My father and I are both reasonably fit people. Back when I was twenty-five (not all that long ago), we would walk up Pen y Fan every Sunday afternoon. We were so fit at one point we could walk up to the top and get back down to the car within an hour and thirty minutes. In Krasnoyarsk, in winter, walking to an office forty minutes away, it felt as though we were both eighty. Within five minutes of walking our pace decreased to a slow dragging, and by the time we reached the office we were both knackered. A walk like that is nothing to my father-in-law. Those regular treks to the office really gave my father and me some perspective about what shape our bodies were in. I think my dad realised he wasn’t the Rambo type he thought he was. This made me sad. I didn’t like hearing my dad admit how the cold affected him. I think this is because I found comfort in him being a kind of hard-man. I had only experienced this once before. Back in 2008 when I was planning a cycle ride from Brecon to Cardiff in winter, after it had snowed, my dad turned down the opportunity of riding with me. He said that he didn’t think he could make it. Faced with Boris’s prowess and exceptional level of fitness I think my dad began to feel old in Siberia, and I began to see him that way too. On nights when Nastya was doing an 8 till 8 nightshift, I would lie in bed and listen to the radiator. We have two radiators in our bedroom and one of them makes a low humming sound, like the sound of machinery in the distance. I associate this sound with the Soviet Union – the general hum of factories that never stop working. Some nights I would lay awake and contemplate what would happen if the humming stopped and the heating ceased. In those moments I worried about my dad more than ever. There was no way the heating would shut down however there was no longer any way I could ignore the cold hard truth that the Rambo of Cardiff was getting old.

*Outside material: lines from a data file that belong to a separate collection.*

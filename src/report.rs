//! Output for finished runs: the two-line text report, its JSON twin, and
//! the side-by-side layout comparison table.

use crate::bench::RunOutcome;
use crate::config::BenchConfig;
use crate::store::Layout;
use crate::timer::format_seconds;
use colored::Colorize;
use serde::Serialize;
use std::fmt;
use std::time::Duration;

#[derive(Debug, Clone, PartialEq, Serialize)]
pub struct RunReport {
    pub layout: Layout,
    pub array_size: usize,
    pub threads: usize,
    pub target: i32,
    pub seed: Option<u64>,
    pub total: u64,
    pub elapsed_seconds: f64,
    pub slot_stride_bytes: Option<usize>,
    pub per_worker: Vec<u64>,
}

impl RunReport {
    pub fn new(config: &BenchConfig, outcome: &RunOutcome) -> Self {
        Self {
            layout: outcome.layout,
            array_size: config.array_size,
            threads: outcome.workers(),
            target: config.target,
            seed: config.seed,
            total: outcome.total,
            elapsed_seconds: outcome.elapsed.as_secs_f64(),
            slot_stride_bytes: outcome.layout.slot_stride(),
            per_worker: outcome.per_worker.clone(),
        }
    }

    pub fn to_json(&self) -> serde_json::Result<String> {
        serde_json::to_string_pretty(self)
    }
}

impl fmt::Display for RunReport {
    fn fmt(&self, f: &mut fmt::Formatter<'_>) -> fmt::Result {
        writeln!(f, "Number of {}: {}", target_label(self.target), self.total)?;
        write!(
            f,
            "Time taken: {} seconds",
            format_seconds(Duration::from_secs_f64(self.elapsed_seconds))
        )
    }
}

fn target_label(target: i32) -> String {
    match target {
        1 => "ones".to_string(),
        other => format!("{}s", other),
    }
}

// =============================================================================
// Layout comparison
// =============================================================================

/// Renders one row per layout with its time relative to the fastest one.
pub fn comparison_table(config: &BenchConfig, outcomes: &[RunOutcome]) -> String {
    let mut out = String::new();
    out.push_str(&format!(
        "{} elements, {} threads, {} logical CPUs, target {}\n\n",
        config.array_size,
        config.num_threads,
        num_cpus::get(),
        config.target
    ));
    out.push_str(&format!(
        "{:<10} {:>12} {:>14} {:>12} {:>10}\n",
        "layout", "slot stride", "total", "seconds", "relative"
    ));

    let fastest = outcomes.iter().map(|o| o.elapsed).min().unwrap_or_default();
    let slowest = outcomes.iter().map(|o| o.elapsed).max().unwrap_or_default();

    for outcome in outcomes {
        let stride = match outcome.layout.slot_stride() {
            Some(bytes) => format!("{} B", bytes),
            None => "-".to_string(),
        };
        let relative = relative_to(outcome.elapsed, fastest);
        let row = format!(
            "{:<10} {:>12} {:>14} {:>12} {:>9.2}x",
            outcome.layout.name(),
            stride,
            outcome.total,
            format_seconds(outcome.elapsed),
            relative
        );
        let row = if outcomes.len() > 1 && outcome.elapsed == fastest {
            row.green().to_string()
        } else if outcomes.len() > 1 && outcome.elapsed == slowest {
            row.red().to_string()
        } else {
            row
        };
        out.push_str(&row);
        out.push('\n');
    }
    out
}

fn relative_to(elapsed: Duration, fastest: Duration) -> f64 {
    if fastest.is_zero() {
        return 1.0;
    }
    elapsed.as_secs_f64() / fastest.as_secs_f64()
}

#[cfg(test)]
mod tests {
    use super::*;
    use std::num::NonZeroUsize;

    fn config() -> BenchConfig {
        BenchConfig::new(10, NonZeroUsize::new(2).unwrap()).with_seed(5)
    }

    fn outcome(layout: Layout, millis: u64) -> RunOutcome {
        RunOutcome {
            layout,
            per_worker: vec![3, 2],
            total: 5,
            elapsed: Duration::from_millis(millis),
        }
    }

    #[test]
    fn test_text_report_matches_classic_output() {
        let report = RunReport::new(&config(), &outcome(Layout::Padded, 1250));
        assert_eq!(
            report.to_string(),
            "Number of ones: 5\nTime taken: 1.250 seconds"
        );
    }

    #[test]
    fn test_text_report_names_other_targets() {
        let report = RunReport::new(&config().with_target(3), &outcome(Layout::Shared, 0));
        assert!(report.to_string().starts_with("Number of 3s: 5\n"));
    }

    #[test]
    fn test_json_report() {
        let report = RunReport::new(&config(), &outcome(Layout::Shared, 500));
        let value: serde_json::Value = serde_json::from_str(&report.to_json().unwrap()).unwrap();
        assert_eq!(value["layout"], "shared");
        assert_eq!(value["threads"], 2);
        assert_eq!(value["total"], 5);
        assert_eq!(value["seed"], 5);
        assert_eq!(value["slot_stride_bytes"], 8);
        assert_eq!(value["per_worker"], serde_json::json!([3, 2]));
        assert_eq!(value["elapsed_seconds"], 0.5);
    }

    #[test]
    fn test_returned_layout_has_no_stride() {
        let report = RunReport::new(&config(), &outcome(Layout::Returned, 1));
        let value = serde_json::to_value(&report).unwrap();
        assert!(value["slot_stride_bytes"].is_null());
    }

    #[test]
    fn test_comparison_table_rows() {
        colored::control::set_override(false);
        let outcomes = vec![
            outcome(Layout::Shared, 300),
            outcome(Layout::Padded, 100),
            outcome(Layout::Returned, 150),
        ];
        let table = comparison_table(&config(), &outcomes);
        let lines: Vec<&str> = table.lines().collect();

        assert!(lines[0].starts_with("10 elements, 2 threads"));
        assert!(lines[2].contains("slot stride"));
        assert!(lines[3].starts_with("shared"));
        assert!(lines[3].contains("8 B"));
        assert!(lines[3].contains("3.00x"));
        assert!(lines[4].contains("64 B"));
        assert!(lines[4].contains("1.00x"));
        assert!(lines[5].contains("1.50x"));
    }

    #[test]
    fn test_relative_to_zero_duration() {
        assert_eq!(relative_to(Duration::ZERO, Duration::ZERO), 1.0);
    }
}
//! Run configuration parsed from the command line.
//!
//! ```text
//! count_shared <array_size> <num_threads> [--target <value>] [--seed <u64>] [--json]
//! ```

use crate::error::ConfigError;
use serde::Serialize;
use std::num::NonZeroUsize;
use std::ops::RangeInclusive;
use std::str::FromStr;

/// Size of one hardware cache line on the platforms this benchmark targets.
pub const CACHE_LINE_SIZE: usize = 64;

/// Smallest value the workload generator produces.
pub const MIN_VALUE: i32 = 0;

/// Largest value the workload generator produces.
pub const MAX_VALUE: i32 = 5;

/// The value workers count unless `--target` says otherwise.
pub const DEFAULT_TARGET: i32 = 1;

#[derive(Debug, Clone, Copy, PartialEq, Eq, Default, Serialize)]
#[serde(rename_all = "lowercase")]
pub enum OutputFormat {
    #[default]
    Text,
    Json,
}

#[derive(Debug, Clone, PartialEq, Eq, Serialize)]
pub struct BenchConfig {
    pub array_size: usize,
    pub num_threads: NonZeroUsize,
    pub target: i32,
    pub min_value: i32,
    pub max_value: i32,
    pub seed: Option<u64>,
    pub format: OutputFormat,
}

impl BenchConfig {
    pub fn new(array_size: usize, num_threads: NonZeroUsize) -> Self {
        Self {
            array_size,
            num_threads,
            target: DEFAULT_TARGET,
            min_value: MIN_VALUE,
            max_value: MAX_VALUE,
            seed: None,
            format: OutputFormat::Text,
        }
    }

    pub fn with_target(mut self, target: i32) -> Self {
        self.target = target;
        self
    }

    pub fn with_seed(mut self, seed: u64) -> Self {
        self.seed = Some(seed);
        self
    }

    pub fn with_format(mut self, format: OutputFormat) -> Self {
        self.format = format;
        self
    }

    pub fn value_range(&self) -> RangeInclusive<i32> {
        self.min_value..=self.max_value
    }

    /// Parses everything after the program name.
    pub fn from_args<I, S>(args: I) -> Result<Self, ConfigError>
    where
        I: IntoIterator<Item = S>,
        S: AsRef<str>,
    {
        let mut positionals: Vec<String> = Vec::with_capacity(2);
        let mut target = DEFAULT_TARGET;
        let mut seed = None;
        let mut format = OutputFormat::Text;

        let mut iter = args.into_iter();
        while let Some(arg) = iter.next() {
            match arg.as_ref() {
                "--target" => {
                    let value = flag_value(&mut iter, "--target")?;
                    target = parse_number("target", &value)?;
                }
                "--seed" => {
                    let value = flag_value(&mut iter, "--seed")?;
                    seed = Some(parse_number("seed", &value)?);
                }
                "--json" => format = OutputFormat::Json,
                flag if flag.starts_with("--") => {
                    return Err(ConfigError::UnknownFlag(flag.to_string()));
                }
                value => {
                    if positionals.len() == 2 {
                        return Err(ConfigError::UnexpectedArgument(value.to_string()));
                    }
                    positionals.push(value.to_string());
                }
            }
        }

        let mut positionals = positionals.into_iter();
        let array_size = positionals
            .next()
            .ok_or(ConfigError::MissingArgument("array_size"))?;
        let num_threads = positionals
            .next()
            .ok_or(ConfigError::MissingArgument("num_threads"))?;

        let array_size: usize = parse_number("array_size", &array_size)?;
        let num_threads = parse_thread_count(&num_threads)?;

        Ok(Self {
            array_size,
            num_threads,
            target,
            min_value: MIN_VALUE,
            max_value: MAX_VALUE,
            seed,
            format,
        })
    }
}

pub fn usage(program: &str) -> String {
    format!(
        "Usage: {} <array_size> <num_threads> [--target <value>] [--seed <u64>] [--json]",
        program
    )
}

fn flag_value<I, S>(iter: &mut I, flag: &'static str) -> Result<String, ConfigError>
where
    I: Iterator<Item = S>,
    S: AsRef<str>,
{
    iter.next()
        .map(|value| value.as_ref().to_string())
        .ok_or(ConfigError::MissingFlagValue(flag))
}

fn parse_number<T: FromStr>(name: &'static str, value: &str) -> Result<T, ConfigError> {
    value
        .trim()
        .parse()
        .map_err(|_| ConfigError::invalid_number(name, value))
}

// Parsed as signed first so "0" and "-4" report as non-positive, not unparsable.
fn parse_thread_count(value: &str) -> Result<NonZeroUsize, ConfigError> {
    let count: i64 = parse_number("num_threads", value)?;
    if count <= 0 {
        return Err(ConfigError::NonPositiveThreads(count));
    }
    let count = usize::try_from(count).map_err(|_| ConfigError::invalid_number("num_threads", value))?;
    NonZeroUsize::new(count).ok_or(ConfigError::NonPositiveThreads(0))
}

vii. The Abominable Snowman
Two nights before my dad was due to leave, Nastya and I had arranged a party of sorts. We hadn’t any money for alcohol but thought it would be nice to attempt to cook a traditional Sunday roast and have a dinner party for the three of us. On hearing about this, Nataliya Petrovna, Boris and Dima somehow invited themselves over. Although, true to form we only got one of Nastya’s parents; Boris came without Nataliya Petrovna because they had been bickering over his hunting equipment lying around their apartment. The chicken dinner I prepared worked out quite well, regardless of the fact I only had three hobs to work with. The gravy was a bit of an experiment. I made a base from onions and procured some beef stock from a shop near Nastya’s work. It came together better than I thought it would. Boris seemed to love it. For a man who tends to be choosy in what he eats he ate quite a lot. He brought a bottle of red wine with him. It was the first time I ever saw Boris drink. Dima arrived later, but the wine had gone by then.